Quels conseils donner à une entreprise qui voudrait faire une demande d’activité partielle ?

Élise Bénéat : La situation réglementaire n’est pas complètement stabilisée aujourd’hui et il n’est pas improbable que le gouvernement assouplisse encore les conditions de recours à l’activité partielle et les modalités de prise en charge. Les postures sont contradictoires : d’un côté, il est demandé à la population de rester confinée pour ne pas aggraver l’ampleur de l’épidémie et, de l’autre côté, le gouvernement dit aux entreprises que l’activité économique doit se poursuivre et que les salariés peuvent continuer d’aller travailler. Les entreprises peuvent toutefois se rassurer, on peut s’attendre à une certaine souplesse de la part de l’administration étant donné le contexte.
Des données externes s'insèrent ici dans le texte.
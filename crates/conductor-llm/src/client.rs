use async_trait::async_trait;
use tokio_stream::Stream;
use std::pin::Pin;

use crate::error::Result;
use crate::query_plan::QueryPlan;
use crate::stream::StreamEvent;

/// The aggregated result of one `LlmClient::run` call.
#[derive(Debug, Clone)]
pub struct RunOutcome {
    pub response: String,
    pub session_id: String,
}

pub type EventStream = Pin<Box<dyn Stream<Item = StreamEvent> + Send>>;

/// The LLM client port. Grounded in the reference system's
/// `LlmProvider` trait: a `name()` for diagnostics, a single-shot call,
/// and a streaming call with a non-streaming fallback (one `Assistant`
/// event followed by `Done`) for implementations that don't support
/// incremental output.
#[async_trait]
pub trait LlmClient: Send + Sync {
    fn name(&self) -> &str;

    async fn run(&self, plan: QueryPlan) -> Result<RunOutcome>;

    async fn stream(&self, plan: QueryPlan) -> Result<EventStream> {
        let outcome = self.run(plan).await?;
        let events = vec![
            StreamEvent::Init {
                session_id: outcome.session_id.clone(),
            },
            StreamEvent::Assistant {
                content: outcome.response,
            },
            StreamEvent::Done,
        ];
        Ok(Box::pin(tokio_stream::iter(events)))
    }
}
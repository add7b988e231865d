// src/review.rs

use log::debug;
use serde::{Deserialize, Serialize};
use thiserror::Error;

use crate::models::{HouseholdId, ReviewAction, ReviewDecision};
use crate::results::ReviewItem;

/// Integrity failures of the review workflow. Rejected synchronously and
/// never partially applied.
#[derive(Debug, Error)]
pub enum ReviewError {
    #[error("review item index {index} out of range (queue has {len} items)")]
    InvalidIndex { index: usize, len: usize },

    #[error("cannot complete review: undecided item indices {undecided:?}")]
    Incomplete { undecided: Vec<usize> },
}

/// Overall progress of the queue.
#[derive(Debug, Clone, Copy, PartialEq, Eq, Serialize, Deserialize)]
pub enum QueueStatus {
    InProgress,
    Complete,
}

/// One operation a reviewer can perform. Decisions are keyed by item
/// index, so navigating back and forth never loses prior decisions.
#[derive(Debug, Clone, PartialEq, Eq)]
pub enum ReviewEvent {
    SelectCandidate {
        index: usize,
        household_id: HouseholdId,
    },
    Skip {
        index: usize,
    },
    CreateNew {
        index: usize,
    },
    Navigate {
        index: usize,
    },
}

/// Pure state of the review workflow: one decision slot per item plus a
/// cursor. Kept separate from any presentation layer so transitions are
/// testable without a UI harness.
#[derive(Debug, Clone, Default)]
pub struct ReviewState {
    decisions: Vec<Option<ReviewDecision>>,
    cursor: usize,
}

impl ReviewState {
    pub fn new(item_count: usize) -> Self {
        ReviewState {
            decisions: vec![None; item_count],
            cursor: 0,
        }
    }

    pub fn cursor(&self) -> usize {
        self.cursor
    }

    pub fn decision(&self, index: usize) -> Option<&ReviewDecision> {
        self.decisions.get(index).and_then(|d| d.as_ref())
    }

    pub fn status(&self) -> QueueStatus {
        if self.decisions.iter().all(|d| d.is_some()) {
            QueueStatus::Complete
        } else {
            QueueStatus::InProgress
        }
    }

    pub fn undecided_indices(&self) -> Vec<usize> {
        self.decisions
            .iter()
            .enumerate()
            .filter(|(_, d)| d.is_none())
            .map(|(i, _)| i)
            .collect()
    }

    fn next_pending_after(&self, from: usize) -> usize {
        let len = self.decisions.len();
        if len == 0 {
            return 0;
        }
        // First pending item at or after `from`, wrapping once.
        for offset in 0..len {
            let idx = (from + offset) % len;
            if self.decisions[idx].is_none() {
                return idx;
            }
        }
        from.min(len - 1)
    }
}

/// Pure transition function: applies one reviewer event to the state.
/// Out-of-range indices are rejected; everything else always succeeds.
pub fn apply(mut state: ReviewState, event: ReviewEvent) -> Result<ReviewState, ReviewError> {
    let len = state.decisions.len();
    let check = |index: usize| -> Result<(), ReviewError> {
        if index >= len {
            Err(ReviewError::InvalidIndex { index, len })
        } else {
            Ok(())
        }
    };

    match event {
        ReviewEvent::SelectCandidate {
            index,
            household_id,
        } => {
            check(index)?;
            state.decisions[index] = Some(ReviewDecision {
                item_index: index,
                action: ReviewAction::Match,
                household_id: Some(household_id),
            });
            state.cursor = state.next_pending_after(index);
        }
        ReviewEvent::Skip { index } => {
            check(index)?;
            state.decisions[index] = Some(ReviewDecision {
                item_index: index,
                action: ReviewAction::Skip,
                household_id: None,
            });
            state.cursor = state.next_pending_after(index);
        }
        ReviewEvent::CreateNew { index } => {
            check(index)?;
            state.decisions[index] = Some(ReviewDecision {
                item_index: index,
                action: ReviewAction::CreateNew,
                household_id: None,
            });
            state.cursor = state.next_pending_after(index);
        }
        ReviewEvent::Navigate { index } => {
            check(index)?;
            state.cursor = index;
        }
    }

    Ok(state)
}

/// Review session over the ambiguous items of one reconciliation run.
/// Thin convenience wrapper around the pure [`apply`] transition.
#[derive(Debug)]
pub struct ReviewQueue {
    items: Vec<ReviewItem>,
    state: ReviewState,
}

impl ReviewQueue {
    pub fn new(items: Vec<ReviewItem>) -> Self {
        let state = ReviewState::new(items.len());
        ReviewQueue { items, state }
    }

    pub fn items(&self) -> &[ReviewItem] {
        &self.items
    }

    pub fn len(&self) -> usize {
        self.items.len()
    }

    pub fn is_empty(&self) -> bool {
        self.items.is_empty()
    }

    pub fn current_index(&self) -> usize {
        self.state.cursor()
    }

    pub fn current_item(&self) -> Option<&ReviewItem> {
        self.items.get(self.state.cursor())
    }

    pub fn status(&self) -> QueueStatus {
        self.state.status()
    }

    pub fn decision(&self, index: usize) -> Option<&ReviewDecision> {
        self.state.decision(index)
    }

    pub fn select_candidate(
        &mut self,
        index: usize,
        household_id: HouseholdId,
    ) -> Result<(), ReviewError> {
        self.dispatch(ReviewEvent::SelectCandidate {
            index,
            household_id,
        })
    }

    pub fn skip(&mut self, index: usize) -> Result<(), ReviewError> {
        self.dispatch(ReviewEvent::Skip { index })
    }

    pub fn create_new(&mut self, index: usize) -> Result<(), ReviewError> {
        self.dispatch(ReviewEvent::CreateNew { index })
    }

    pub fn navigate(&mut self, index: usize) -> Result<(), ReviewError> {
        self.dispatch(ReviewEvent::Navigate { index })
    }

    fn dispatch(&mut self, event: ReviewEvent) -> Result<(), ReviewError> {
        debug!("Review event: {:?}", event);
        let state = std::mem::take(&mut self.state);
        self.state = apply(state, event)?;
        Ok(())
    }

    /// Returns the full decision list for the second reconciliation pass.
    /// Fails loudly with the undecided indices rather than partially
    /// applying; the queue never silently drops an item.
    pub fn complete(&self) -> Result<Vec<ReviewDecision>, ReviewError> {
        let undecided = self.state.undecided_indices();
        if !undecided.is_empty() {
            return Err(ReviewError::Incomplete { undecided });
        }
        Ok((0..self.items.len())
            .map(|i| self.state.decision(i).cloned().expect("all items decided"))
            .collect())
    }
}
// src/matching/producer.rs

use log::{debug, trace};

use crate::config;
use crate::models::{TeamDirectory, TeamMemberId};
use crate::normalize::name_tokens;

/// Outcome of resolving a sub-producer code or raw name against the
/// team directory. Absence of a match degrades gracefully to `None`;
/// this function never fails.
#[derive(Debug, Clone, PartialEq, Eq)]
pub struct ProducerMatch {
    pub team_member_id: Option<TeamMemberId>,
    pub matched: bool,
}

impl ProducerMatch {
    fn unmatched() -> Self {
        ProducerMatch {
            team_member_id: None,
            matched: false,
        }
    }

    fn hit(id: TeamMemberId) -> Self {
        ProducerMatch {
            team_member_id: Some(id),
            matched: true,
        }
    }
}

/// Resolves a sub-producer to a team member.
///
/// The code path wins immediately on a case-insensitive exact hit
/// against the directory's prebuilt index. Only when no code resolves is
/// the raw name tried with token-overlap fuzzy matching: a member is
/// accepted when at least half the input tokens agree AND at least two
/// tokens agree, so a single shared surname is never enough. Equal-score
/// ties resolve to the lexically smallest member id to keep the result
/// independent of directory iteration order.
pub fn match_producer(
    raw_code: Option<&str>,
    raw_name: Option<&str>,
    directory: &TeamDirectory,
) -> ProducerMatch {
    if let Some(code) = raw_code {
        if !code.trim().is_empty() {
            if let Some(id) = directory.by_code(code) {
                trace!("Producer code {:?} resolved exactly to {:?}", code, id);
                return ProducerMatch::hit(id.clone());
            }
            debug!("Producer code {:?} not found in directory, trying name", code);
        }
    }

    if let Some(name) = raw_name {
        if !name.trim().is_empty() {
            return match_by_name(name, directory);
        }
    }

    ProducerMatch::unmatched()
}

fn match_by_name(raw_name: &str, directory: &TeamDirectory) -> ProducerMatch {
    let input_tokens = name_tokens(raw_name);
    if input_tokens.is_empty() {
        return ProducerMatch::unmatched();
    }

    let mut best: Option<(f64, usize, &TeamMemberId)> = None;

    for member in directory.members() {
        let member_tokens = name_tokens(&member.name);
        if member_tokens.is_empty() {
            continue;
        }

        // A token agrees when either side is a substring of the other,
        // which tolerates truncated and nicknamed tokens ("Jon"/"Jonathan").
        let matched_tokens = input_tokens
            .iter()
            .filter(|input| {
                member_tokens
                    .iter()
                    .any(|m| input.contains(m.as_str()) || m.contains(input.as_str()))
            })
            .count();

        let score = matched_tokens as f64 / input_tokens.len() as f64;

        if score < config::FUZZY_MIN_TOKEN_SCORE
            || matched_tokens < config::FUZZY_MIN_MATCHED_TOKENS
        {
            continue;
        }

        trace!(
            "Fuzzy producer candidate {:?}: {}/{} tokens, score {:.2}",
            member.name,
            matched_tokens,
            input_tokens.len(),
            score
        );

        let replace = match &best {
            None => true,
            Some((best_score, _, best_id)) => {
                score > *best_score || (score == *best_score && member.id < **best_id)
            }
        };
        if replace {
            best = Some((score, matched_tokens, &member.id));
        }
    }

    match best {
        Some((score, matched_tokens, id)) => {
            debug!(
                "Fuzzy producer match for {:?}: {:?} ({} tokens, score {:.2})",
                raw_name, id, matched_tokens, score
            );
            ProducerMatch::hit(id.clone())
        }
        None => ProducerMatch::unmatched(),
    }
}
Pour autant, face à l’afflux des demandes d’activité partielle, j’ai trois conseils à donner aux employeurs : justifier de manière très concrète dans leur demande l’impact de l’épidémie et du confinement sur leur activité ; faire une demande large tant sur la période – ne pas hésiter à la faire pour plusieurs mois, dans la limite de douze mois – que sur le nombre de salariés concernés ; et ne pas se précipiter car l’État laisse jusqu'à la mi-avril pour faire sa demande, avec effet rétroactif.

Au sein de certaines entreprises, comme les Chantiers de l’Atlantique, La Redoute ou Amazon, les salariés invoquent leur droit de retrait. Est-ce justifié ?

Élise Bénéat : Le droit de retrait est très encadré, le salarié ne peut l’invoquer que si la situation de travail présente un danger grave et imminent pour sa vie ou sa santé. Il n’est pas applicable en l’état aujourd’hui, même dans le contexte actuel d’épidémie, si l’employeur applique les mesures nécessaires pour assurer la sécurité et la protection de la santé de son personnel. Si un salarié estime que ces mesures ne sont pas appliquées, il doit en informer son employeur et contacter un représentant du personnel au comité social et économique. Une enquête sera menée et l'employeur invité à se conformer aux mesures de prévention et de protection recommandées par le gouvernement.